JEFFREY ALLEN, MD: A restrictive operation, in some capacity or another, decreases the size of the functioning stomach. And with the decrease in the size of the functioning stomach, patients can’t eat as fast. They can’t eat as much at one time. They have to chew their food thoroughly. And the net result of that is eating less by fooling the body into thinking that there’s more food in than there really is.
The other type is a malabsorptive operation. And what a malabsorptive operation is, is limiting how much of the food is absorbed. The absorption of nutrients, vitamins and fatty foods, and carbohydrates, occurs in the small intestine predominantly. And if some of that is bypassed or not part of the normal food stream, then that’s a decrease in the amount that can be absorbed.
ANNOUNCER: The two most common procedures are gastric banding and gastric bypass. Gastric banding is a restrictive operation and there are two broad classifications of gastric bands: non-adjustable and adjustable. Adjustable gastric bands are most commonly used. With the banding procedure, the surgeon implants a silicon ring around the top of the stomach.
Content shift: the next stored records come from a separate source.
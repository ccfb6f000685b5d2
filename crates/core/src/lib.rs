//! Cartpool Core - Shared domain types.
//!
//! This crate provides the common types used across all Cartpool components:
//! - `server` - HTTP + WebSocket server coordinating group purchases
//! - `cli` - Command-line tools for migrations and link minting
//!
//! # Architecture
//!
//! The core crate contains only types and pure logic - no I/O, no database
//! access, no HTTP. Capability evaluation and token signing live here so they
//! can be tested exhaustively without a running server.
//!
//! # Modules
//!
//! - [`types`] - IDs, identities, orders, capabilities, and broadcast events
//! - [`token`] - Stateless signed invite and admin link tokens

#![cfg_attr(not(test), forbid(unsafe_code))]

pub mod token;
pub mod types;

pub use types::*;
The ring narrows the stomach so that a small pouch forms above the ring.
JEFFREY ALLEN, MD: It’s almost like a belt but it has a balloon on the inner surface, and from time to time we inject saline into the band to tighten the belt down to increase the restriction.
CHRISTINE REN, MD: And food fills the small pouch and then goes through the narrowing into the rest of the stomach.
ANNNOUNCER: The gastric bypass is a combination of restrictive and malabsorptive techniques.